In 1979, Brown et al.(7) reported first the case of intractable pelvic hematoma managed by embolization after the failure of three surgical attempts. Villela et al.(8) reported two cases of vulvovaginal hematoma managed successfully by embolization as a second-line treatment. In one case, embolization was performed after a failed surgical management, and in the other, vaginal packing was performed to achieve hemostasis in a hematoma that formed after a vacuum delivery; hemostasis could not be achieved so selective artery embolization was performed, which successfully controlled the bleeding.

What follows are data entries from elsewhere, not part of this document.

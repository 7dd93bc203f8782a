//! Projection: the WITH/RETURN stage the result mapper reads

use crate::graph::QueryGraph;
use serde::{Deserialize, Serialize};

/// Column prefix for the labels matched by a pattern
pub const TYPE_PREFIX: &str = "type__";

/// Column prefix for the `[subject, object]` store ids of each matched edge
pub const ID_PAIRS_PREFIX: &str = "id_pairs__";

/// Skip/limit applied to the answer rows
#[derive(Debug, Clone, Copy, Default, PartialEq, Eq, Serialize, Deserialize)]
pub struct Pagination {
    pub skip: Option<u64>,
    pub limit: Option<u64>,
}

impl Pagination {
    pub fn new() -> Self {
        Self::default()
    }

    pub fn skip(mut self, skip: u64) -> Self {
        self.skip = Some(skip);
        self
    }

    pub fn limit(mut self, limit: u64) -> Self {
        self.limit = Some(limit);
        self
    }
}

/// Build the WITH/RETURN text for a query graph
///
/// Set nodes and every edge are collected into lists; the derived `type__`
/// and `id_pairs__` columns keep per-element labels and true endpoint ids
/// available after collection.
pub fn projection(graph: &QueryGraph, pagination: &Pagination) -> String {
    let mut carried = Vec::new();
    let mut returns = Vec::new();
    let mut types = Vec::new();
    let mut id_pairs = Vec::new();

    for node in graph.nodes() {
        let var = &node.id;
        returns.push(var.clone());
        if node.is_set {
            carried.push(format!("collect({0}) AS {0}", var));
            types.push(format!("[node in {0} | labels(node)] AS {1}{0}", var, TYPE_PREFIX));
        } else {
            carried.push(format!("{0} AS {0}", var));
            types.push(format!("labels({0}) AS {1}{0}", var, TYPE_PREFIX));
        }
    }

    for edge in graph.edges() {
        let var = &edge.id;
        returns.push(var.clone());
        carried.push(format!("collect({0}) AS {0}", var));
        types.push(format!("[edge in {0} | type(edge)] AS {1}{0}", var, TYPE_PREFIX));
        id_pairs.push(format!(
            "[edge in {0} | [startNode(edge).id, endNode(edge).id]] AS {1}{0}",
            var, ID_PAIRS_PREFIX
        ));
    }

    if carried.is_empty() {
        return String::new();
    }

    returns.extend(types);
    returns.extend(id_pairs);

    let mut text = format!("WITH {}\nRETURN {}", carried.join(", "), returns.join(", "));
    if let Some(skip) = pagination.skip {
        text.push_str(&format!(" SKIP {}", skip));
    }
    if let Some(limit) = pagination.limit {
        text.push_str(&format!(" LIMIT {}", limit));
    }
    text
}

#[cfg(test)]
mod tests {
    use super::*;
    use crate::graph::{EdgePattern, NodePattern};

    fn graph() -> QueryGraph {
        QueryGraph::new()
            .with_node(NodePattern::new("n0").with_category("x").with_id("y"))
            .with_node(NodePattern::new("n1").with_category("y").as_set())
            .with_edge(EdgePattern::new("e0", "n0", "n1").with_predicates(["a", "b"]))
    }

    #[test]
    fn sets_and_edges_are_collected() {
        let text = projection(&graph(), &Pagination::new());
        let with_line = text.lines().next().unwrap();
        assert_eq!(with_line, "WITH n0 AS n0, collect(n1) AS n1, collect(e0) AS e0");
    }

    #[test]
    fn return_carries_derived_columns() {
        let text = projection(&graph(), &Pagination::new());
        let return_line = text.lines().nth(1).unwrap();
        let expected = [
            "n0",
            "n1",
            "e0",
            "labels(n0) AS type__n0",
            "[node in n1 | labels(node)] AS type__n1",
            "[edge in e0 | type(edge)] AS type__e0",
            "[edge in e0 | [startNode(edge).id, endNode(edge).id]] AS id_pairs__e0",
        ]
        .join(", ");
        assert_eq!(return_line, format!("RETURN {}", expected));
    }

    #[test]
    fn pagination_is_appended() {
        let text = projection(&graph(), &Pagination::new().skip(20).limit(10));
        assert!(text.ends_with(" SKIP 20 LIMIT 10"));

        let text = projection(&graph(), &Pagination::new().limit(5));
        assert!(text.ends_with("AS id_pairs__e0 LIMIT 5"));
    }

    #[test]
    fn empty_graph_projects_nothing() {
        assert_eq!(projection(&QueryGraph::new(), &Pagination::new()), "");
    }
}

In a retrospective review conducted by Lee et al.(9) on 60 patients who underwent embolization primarily due to unmanageable genital tract injury bleeding, post-delivery, it was reported that the clinical success rate was 88% (53/60) after the first embolization and 97% (58/60) after the second embolization. Some other authors have also reported selective arterial embolization as a first-line treatment for intractable and large hematomas after an evaluation by enhancing CT to identify the location of hematoma and the exact source of bleeding(4,5). This may help in diagnosing some rare cause of episiotomy site hemorrhage such as AV malformation and pseudoaneurysm, which may present along with hematoma, as in our second case.
Pseudoaneurysms are a rare complication that may occur due to inadequate repair of injury to an arterial wall due to trauma, which may be surgical. Most post-partum pseudoaneurysms have been described in the uterine artery, and it is quite rare at other locations such as the vagina. Few cases of vaginal pseudoaneurysm managed by selective artery embolization have been reported involving different arteries such as the vaginal artery, left internal pudendal artery, left obturator artery, and the labial artery(2,3,10). The definitive diagnosis of pseudoaneurysm is made by angiography; however, both USG Doppler or contrast CT can be useful for its detection, as in our second case, and in monitoring the size of an unruptured pseudoaneurysm. The diagnosis of pseudoaneurysm on USG is based on the presence of a cystic mass showing pulsation and Doppler showing turbulent a blood flow pattern often in association with a to-and-fro waveform pattern(3,11).
In cases of recurrent vaginal hematoma and pseudoaneurysm, the cause is mostly failed surgical management or tissue trauma leading to its friability and inadequate hemostasis as documented in both of our cases. Early diagnosis and intervention in the form of embolization help in decreasing patient morbidity. There is a lack of data in the literature regarding the investigation of choice, at present, however, CT angiography is the investigation of choice to delineate detailed anatomy of pelvic vasculature and to identify any leaking point if present, in cases of episiotomy site hemorrhage(4,10).
Conclusion
In patients presenting with recurrent episiotomy site hematoma after failed surgical management, the possibility of rupture pseudoaneurysm should be kept in mind and evaluated promptly. Selective artery embolization should be considered as a therapeutic option in such patients after confirmation by a proper imaging technique or instantly in emergencies. It helps in decreasing morbidity of the patient by decreasing surgical complication, the number of blood transfusions, ICU and overall hospital stay.